* EXERCISE DESCRIPTION: Repeat the entire listing exactly as written.

-*-

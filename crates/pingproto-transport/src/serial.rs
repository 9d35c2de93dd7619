use std::path::Path;
use std::time::Duration;

use tracing::info;

use crate::error::{Result, TransportError};
use crate::stream::DeviceStream;

/// Default read/write timeout applied at open time.
///
/// Sonar devices answer within tens of milliseconds on a healthy link; one
/// second absorbs slow USB adapters without hanging an interactive session.
pub const DEFAULT_TIMEOUT: Duration = Duration::from_secs(1);

impl DeviceStream {
    /// Open a serial device (8N1, no flow control) at the given baud rate.
    ///
    /// Baud rate and device path are entirely this layer's concern; the
    /// protocol layers above only ever see a byte stream.
    pub fn open_serial(path: impl AsRef<Path>, baud_rate: u32) -> Result<Self> {
        let path = path.as_ref();
        let port = serialport::new(path.to_string_lossy(), baud_rate)
            .timeout(DEFAULT_TIMEOUT)
            .open()
            .map_err(|source| TransportError::OpenSerial {
                path: path.to_path_buf(),
                source,
            })?;

        info!(?path, baud_rate, "opened serial device transport");
        Ok(Self::from_serial(port))
    }
}

#[cfg(test)]
mod tests {
    use super::*;

    #[test]
    fn open_missing_device_fails() {
        let err = DeviceStream::open_serial("/dev/does-not-exist-pingproto", 115_200).unwrap_err();
        assert!(matches!(err, TransportError::OpenSerial { .. }));
    }
}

-*-

* REPLY TO THE TASK:
filename crates/pingproto-transport/src/serial.rs
repository 9d35c2de93dd7619
use std::path::Path;
use std::time::Duration;

use tracing::info;

use crate::error::{Result, TransportError};
use crate::stream::DeviceStream;

/// Default read/write timeout applied at open time.
///
/// Sonar devices answer within tens of milliseconds on a healthy link; one
/// second absorbs slow USB adapters without hanging an interactive session.
pub const DEFAULT_TIMEOUT: Duration = Duration::from_secs(1);

impl DeviceStream {
    /// Open a serial device (8N1, no flow control) at the given baud rate.
    ///
    /// Baud rate and device path are entirely this layer's concern; the
    /// protocol layers above only ever see a byte stream.
    pub fn open_serial(path: impl AsRef<Path>, baud_rate: u32) -> Result<Self> {
        let path = path.as_ref();
        let port = serialport::new(path.to_string_lossy(), baud_rate)
            .timeout(DEFAULT_TIMEOUT)
            .open()
            .map_err(|source| TransportError::OpenSerial {
                path: path.to_path_buf(),
                source,
            })?;

        info!(?path, baud_rate, "opened serial device transport");
        Ok(Self::from_serial(port))
    }
}

#[cfg(test)]
mod tests {
    use super::*;

    #[test]
    fn open_missing_device_fails() {
        let err = DeviceStream::open_serial("/dev/does-not-exist-pingproto", 115_200).unwrap_err();
        assert!(matches!(err, TransportError::OpenSerial { .. }));
    }
}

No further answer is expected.